What to do
With every line kept intact, print the entries that appear below.

Items from a dataset
------------------------

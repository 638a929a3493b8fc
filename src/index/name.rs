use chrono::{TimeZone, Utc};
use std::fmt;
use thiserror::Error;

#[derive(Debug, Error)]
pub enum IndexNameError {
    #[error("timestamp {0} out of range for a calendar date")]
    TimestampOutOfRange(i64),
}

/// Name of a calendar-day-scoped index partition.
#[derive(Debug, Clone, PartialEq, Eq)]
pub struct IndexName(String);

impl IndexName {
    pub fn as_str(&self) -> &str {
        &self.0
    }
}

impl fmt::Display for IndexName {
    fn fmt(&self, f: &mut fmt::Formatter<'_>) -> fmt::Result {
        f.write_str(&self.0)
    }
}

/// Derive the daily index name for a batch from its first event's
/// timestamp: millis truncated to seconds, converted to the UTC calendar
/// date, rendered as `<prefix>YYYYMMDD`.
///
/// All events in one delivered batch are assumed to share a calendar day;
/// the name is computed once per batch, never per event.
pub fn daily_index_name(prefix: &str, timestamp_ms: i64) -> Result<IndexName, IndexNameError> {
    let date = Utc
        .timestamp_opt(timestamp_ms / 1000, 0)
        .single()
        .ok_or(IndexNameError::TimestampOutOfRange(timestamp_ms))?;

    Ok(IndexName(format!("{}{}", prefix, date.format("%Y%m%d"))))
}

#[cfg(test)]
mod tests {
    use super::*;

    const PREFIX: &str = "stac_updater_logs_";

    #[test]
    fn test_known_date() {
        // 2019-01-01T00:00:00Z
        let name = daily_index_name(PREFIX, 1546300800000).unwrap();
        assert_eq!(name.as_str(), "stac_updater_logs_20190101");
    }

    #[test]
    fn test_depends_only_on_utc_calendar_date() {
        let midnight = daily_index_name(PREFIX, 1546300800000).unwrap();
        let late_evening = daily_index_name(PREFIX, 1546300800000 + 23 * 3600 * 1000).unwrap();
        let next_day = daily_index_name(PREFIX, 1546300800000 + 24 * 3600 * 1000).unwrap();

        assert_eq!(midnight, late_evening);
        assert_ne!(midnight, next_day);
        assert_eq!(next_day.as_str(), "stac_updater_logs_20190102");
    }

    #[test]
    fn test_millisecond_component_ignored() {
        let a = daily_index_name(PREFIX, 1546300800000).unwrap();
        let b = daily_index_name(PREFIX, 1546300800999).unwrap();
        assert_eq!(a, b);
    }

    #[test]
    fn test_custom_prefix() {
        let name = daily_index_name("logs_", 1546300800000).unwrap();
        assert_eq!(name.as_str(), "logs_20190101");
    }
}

------------------------

Your response
repository 638a929a3493b8fc
filename src/index/name.rs
use chrono::{TimeZone, Utc};
use std::fmt;
use thiserror::Error;

#[derive(Debug, Error)]
pub enum IndexNameError {
    #[error("timestamp {0} out of range for a calendar date")]
    TimestampOutOfRange(i64),
}

/// Name of a calendar-day-scoped index partition.
#[derive(Debug, Clone, PartialEq, Eq)]
pub struct IndexName(String);

impl IndexName {
    pub fn as_str(&self) -> &str {
        &self.0
    }
}

impl fmt::Display for IndexName {
    fn fmt(&self, f: &mut fmt::Formatter<'_>) -> fmt::Result {
        f.write_str(&self.0)
    }
}

/// Derive the daily index name for a batch from its first event's
/// timestamp: millis truncated to seconds, converted to the UTC calendar
/// date, rendered as `<prefix>YYYYMMDD`.
///
/// All events in one delivered batch are assumed to share a calendar day;
/// the name is computed once per batch, never per event.
pub fn daily_index_name(prefix: &str, timestamp_ms: i64) -> Result<IndexName, IndexNameError> {
    let date = Utc
        .timestamp_opt(timestamp_ms / 1000, 0)
        .single()
        .ok_or(IndexNameError::TimestampOutOfRange(timestamp_ms))?;

    Ok(IndexName(format!("{}{}", prefix, date.format("%Y%m%d"))))
}

#[cfg(test)]
mod tests {
    use super::*;

    const PREFIX: &str = "stac_updater_logs_";

    #[test]
    fn test_known_date() {
        // 2019-01-01T00:00:00Z
        let name = daily_index_name(PREFIX, 1546300800000).unwrap();
        assert_eq!(name.as_str(), "stac_updater_logs_20190101");
    }

    #[test]
    fn test_depends_only_on_utc_calendar_date() {
        let midnight = daily_index_name(PREFIX, 1546300800000).unwrap();
        let late_evening = daily_index_name(PREFIX, 1546300800000 + 23 * 3600 * 1000).unwrap();
        let next_day = daily_index_name(PREFIX, 1546300800000 + 24 * 3600 * 1000).unwrap();

        assert_eq!(midnight, late_evening);
        assert_ne!(midnight, next_day);
        assert_eq!(next_day.as_str(), "stac_updater_logs_20190102");
    }

    #[test]
    fn test_millisecond_component_ignored() {
        let a = daily_index_name(PREFIX, 1546300800000).unwrap();
        let b = daily_index_name(PREFIX, 1546300800999).unwrap();
        assert_eq!(a, b);
    }

    #[test]
    fn test_custom_prefix() {
        let name = daily_index_name("logs_", 1546300800000).unwrap();
        assert_eq!(name.as_str(), "logs_20190101");
    }
}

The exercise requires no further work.